# Description of the task
Every record below should be printed exactly as it appears.

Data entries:
────────

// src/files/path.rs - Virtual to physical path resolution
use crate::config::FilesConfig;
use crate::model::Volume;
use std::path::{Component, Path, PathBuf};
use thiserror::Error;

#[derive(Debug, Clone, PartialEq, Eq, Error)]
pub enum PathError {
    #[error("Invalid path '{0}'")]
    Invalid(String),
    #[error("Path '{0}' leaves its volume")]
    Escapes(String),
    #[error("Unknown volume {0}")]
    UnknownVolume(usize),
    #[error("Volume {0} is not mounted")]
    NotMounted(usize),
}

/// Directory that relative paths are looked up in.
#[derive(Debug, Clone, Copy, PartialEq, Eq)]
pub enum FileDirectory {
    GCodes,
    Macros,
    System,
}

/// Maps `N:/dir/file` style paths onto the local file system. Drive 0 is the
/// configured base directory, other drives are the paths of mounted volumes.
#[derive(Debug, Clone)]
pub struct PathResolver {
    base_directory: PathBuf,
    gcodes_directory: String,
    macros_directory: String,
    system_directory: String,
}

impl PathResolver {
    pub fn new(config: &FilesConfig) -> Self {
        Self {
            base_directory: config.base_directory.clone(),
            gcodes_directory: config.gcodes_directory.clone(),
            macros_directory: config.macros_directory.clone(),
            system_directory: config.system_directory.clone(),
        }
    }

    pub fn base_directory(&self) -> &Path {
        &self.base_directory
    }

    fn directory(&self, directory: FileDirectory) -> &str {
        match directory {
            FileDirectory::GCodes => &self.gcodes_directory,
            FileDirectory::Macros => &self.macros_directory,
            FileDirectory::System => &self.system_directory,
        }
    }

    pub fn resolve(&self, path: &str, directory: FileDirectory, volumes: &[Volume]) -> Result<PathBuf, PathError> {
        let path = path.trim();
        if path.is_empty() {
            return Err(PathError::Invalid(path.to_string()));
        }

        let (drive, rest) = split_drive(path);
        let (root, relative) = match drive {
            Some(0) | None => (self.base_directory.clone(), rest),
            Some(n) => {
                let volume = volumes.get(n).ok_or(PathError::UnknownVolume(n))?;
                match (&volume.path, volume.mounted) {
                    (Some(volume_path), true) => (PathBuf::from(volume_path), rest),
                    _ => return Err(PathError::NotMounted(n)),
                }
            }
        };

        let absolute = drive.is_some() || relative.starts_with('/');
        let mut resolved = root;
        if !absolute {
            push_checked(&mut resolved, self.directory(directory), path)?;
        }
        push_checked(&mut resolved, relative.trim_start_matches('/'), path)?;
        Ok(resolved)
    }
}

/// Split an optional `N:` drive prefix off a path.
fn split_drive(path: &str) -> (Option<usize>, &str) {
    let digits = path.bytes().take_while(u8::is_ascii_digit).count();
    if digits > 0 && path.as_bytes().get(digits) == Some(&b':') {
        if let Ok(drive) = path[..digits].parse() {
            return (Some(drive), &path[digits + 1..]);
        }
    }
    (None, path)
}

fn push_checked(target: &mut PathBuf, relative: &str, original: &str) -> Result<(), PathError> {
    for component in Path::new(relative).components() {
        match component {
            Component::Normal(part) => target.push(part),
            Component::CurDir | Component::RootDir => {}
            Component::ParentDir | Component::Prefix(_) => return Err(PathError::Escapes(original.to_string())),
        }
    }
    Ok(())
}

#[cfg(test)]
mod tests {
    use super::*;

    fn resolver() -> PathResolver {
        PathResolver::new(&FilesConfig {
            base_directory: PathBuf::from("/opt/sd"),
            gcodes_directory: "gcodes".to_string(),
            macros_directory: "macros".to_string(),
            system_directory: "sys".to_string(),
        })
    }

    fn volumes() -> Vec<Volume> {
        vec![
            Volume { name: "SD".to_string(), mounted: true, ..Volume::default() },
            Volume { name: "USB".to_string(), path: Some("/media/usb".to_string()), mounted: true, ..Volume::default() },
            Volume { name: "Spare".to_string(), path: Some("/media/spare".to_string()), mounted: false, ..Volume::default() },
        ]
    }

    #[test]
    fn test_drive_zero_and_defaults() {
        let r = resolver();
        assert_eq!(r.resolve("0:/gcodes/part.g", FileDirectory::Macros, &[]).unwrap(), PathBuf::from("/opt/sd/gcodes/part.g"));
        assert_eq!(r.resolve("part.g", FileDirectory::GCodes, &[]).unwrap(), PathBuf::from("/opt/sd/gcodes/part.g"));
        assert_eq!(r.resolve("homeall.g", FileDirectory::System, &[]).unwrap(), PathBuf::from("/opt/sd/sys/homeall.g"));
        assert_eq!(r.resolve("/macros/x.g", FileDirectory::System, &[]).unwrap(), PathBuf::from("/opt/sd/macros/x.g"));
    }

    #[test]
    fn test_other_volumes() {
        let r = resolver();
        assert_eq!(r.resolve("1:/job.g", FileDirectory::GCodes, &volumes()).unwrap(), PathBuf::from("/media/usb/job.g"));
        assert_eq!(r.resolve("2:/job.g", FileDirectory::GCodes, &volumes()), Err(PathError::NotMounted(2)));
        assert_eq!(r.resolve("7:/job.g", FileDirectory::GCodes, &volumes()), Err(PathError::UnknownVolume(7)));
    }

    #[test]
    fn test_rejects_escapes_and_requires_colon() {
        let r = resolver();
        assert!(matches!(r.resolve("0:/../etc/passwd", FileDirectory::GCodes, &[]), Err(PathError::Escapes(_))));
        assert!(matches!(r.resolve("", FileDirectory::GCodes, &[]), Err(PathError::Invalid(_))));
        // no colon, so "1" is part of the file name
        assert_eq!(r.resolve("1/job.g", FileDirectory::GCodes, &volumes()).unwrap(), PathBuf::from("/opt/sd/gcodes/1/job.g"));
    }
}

────────

# Task output
// src/files/path.rs - Virtual to physical path resolution
use crate::config::FilesConfig;
use crate::model::Volume;
use std::path::{Component, Path, PathBuf};
use thiserror::Error;

#[derive(Debug, Clone, PartialEq, Eq, Error)]
pub enum PathError {
    #[error("Invalid path '{0}'")]
    Invalid(String),
    #[error("Path '{0}' leaves its volume")]
    Escapes(String),
    #[error("Unknown volume {0}")]
    UnknownVolume(usize),
    #[error("Volume {0} is not mounted")]
    NotMounted(usize),
}

/// Directory that relative paths are looked up in.
#[derive(Debug, Clone, Copy, PartialEq, Eq)]
pub enum FileDirectory {
    GCodes,
    Macros,
    System,
}

/// Maps `N:/dir/file` style paths onto the local file system. Drive 0 is the
/// configured base directory, other drives are the paths of mounted volumes.
#[derive(Debug, Clone)]
pub struct PathResolver {
    base_directory: PathBuf,
    gcodes_directory: String,
    macros_directory: String,
    system_directory: String,
}

impl PathResolver {
    pub fn new(config: &FilesConfig) -> Self {
        Self {
            base_directory: config.base_directory.clone(),
            gcodes_directory: config.gcodes_directory.clone(),
            macros_directory: config.macros_directory.clone(),
            system_directory: config.system_directory.clone(),
        }
    }

    pub fn base_directory(&self) -> &Path {
        &self.base_directory
    }

    fn directory(&self, directory: FileDirectory) -> &str {
        match directory {
            FileDirectory::GCodes => &self.gcodes_directory,
            FileDirectory::Macros => &self.macros_directory,
            FileDirectory::System => &self.system_directory,
        }
    }

    pub fn resolve(&self, path: &str, directory: FileDirectory, volumes: &[Volume]) -> Result<PathBuf, PathError> {
        let path = path.trim();
        if path.is_empty() {
            return Err(PathError::Invalid(path.to_string()));
        }

        let (drive, rest) = split_drive(path);
        let (root, relative) = match drive {
            Some(0) | None => (self.base_directory.clone(), rest),
            Some(n) => {
                let volume = volumes.get(n).ok_or(PathError::UnknownVolume(n))?;
                match (&volume.path, volume.mounted) {
                    (Some(volume_path), true) => (PathBuf::from(volume_path), rest),
                    _ => return Err(PathError::NotMounted(n)),
                }
            }
        };

        let absolute = drive.is_some() || relative.starts_with('/');
        let mut resolved = root;
        if !absolute {
            push_checked(&mut resolved, self.directory(directory), path)?;
        }
        push_checked(&mut resolved, relative.trim_start_matches('/'), path)?;
        Ok(resolved)
    }
}

/// Split an optional `N:` drive prefix off a path.
fn split_drive(path: &str) -> (Option<usize>, &str) {
    let digits = path.bytes().take_while(u8::is_ascii_digit).count();
    if digits > 0 && path.as_bytes().get(digits) == Some(&b':') {
        if let Ok(drive) = path[..digits].parse() {
            return (Some(drive), &path[digits + 1..]);
        }
    }
    (None, path)
}

fn push_checked(target: &mut PathBuf, relative: &str, original: &str) -> Result<(), PathError> {
    for component in Path::new(relative).components() {
        match component {
            Component::Normal(part) => target.push(part),
            Component::CurDir | Component::RootDir => {}
            Component::ParentDir | Component::Prefix(_) => return Err(PathError::Escapes(original.to_string())),
        }
    }
    Ok(())
}

#[cfg(test)]
mod tests {
    use super::*;

    fn resolver() -> PathResolver {
        PathResolver::new(&FilesConfig {
            base_directory: PathBuf::from("/opt/sd"),
            gcodes_directory: "gcodes".to_string(),
            macros_directory: "macros".to_string(),
            system_directory: "sys".to_string(),
        })
    }

    fn volumes() -> Vec<Volume> {
        vec![
            Volume { name: "SD".to_string(), mounted: true, ..Volume::default() },
            Volume { name: "USB".to_string(), path: Some("/media/usb".to_string()), mounted: true, ..Volume::default() },
            Volume { name: "Spare".to_string(), path: Some("/media/spare".to_string()), mounted: false, ..Volume::default() },
        ]
    }

    #[test]
    fn test_drive_zero_and_defaults() {
        let r = resolver();
        assert_eq!(r.resolve("0:/gcodes/part.g", FileDirectory::Macros, &[]).unwrap(), PathBuf::from("/opt/sd/gcodes/part.g"));
        assert_eq!(r.resolve("part.g", FileDirectory::GCodes, &[]).unwrap(), PathBuf::from("/opt/sd/gcodes/part.g"));
        assert_eq!(r.resolve("homeall.g", FileDirectory::System, &[]).unwrap(), PathBuf::from("/opt/sd/sys/homeall.g"));
        assert_eq!(r.resolve("/macros/x.g", FileDirectory::System, &[]).unwrap(), PathBuf::from("/opt/sd/macros/x.g"));
    }

    #[test]
    fn test_other_volumes() {
        let r = resolver();
        assert_eq!(r.resolve("1:/job.g", FileDirectory::GCodes, &volumes()).unwrap(), PathBuf::from("/media/usb/job.g"));
        assert_eq!(r.resolve("2:/job.g", FileDirectory::GCodes, &volumes()), Err(PathError::NotMounted(2)));
        assert_eq!(r.resolve("7:/job.g", FileDirectory::GCodes, &volumes()), Err(PathError::UnknownVolume(7)));
    }

    #[test]
    fn test_rejects_escapes_and_requires_colon() {
        let r = resolver();
        assert!(matches!(r.resolve("0:/../etc/passwd", FileDirectory::GCodes, &[]), Err(PathError::Escapes(_))));
        assert!(matches!(r.resolve("", FileDirectory::GCodes, &[]), Err(PathError::Invalid(_))));
        // no colon, so "1" is part of the file name
        assert_eq!(r.resolve("1/job.g", FileDirectory::GCodes, &volumes()).unwrap(), PathBuf::from("/opt/sd/gcodes/1/job.g"));
    }
}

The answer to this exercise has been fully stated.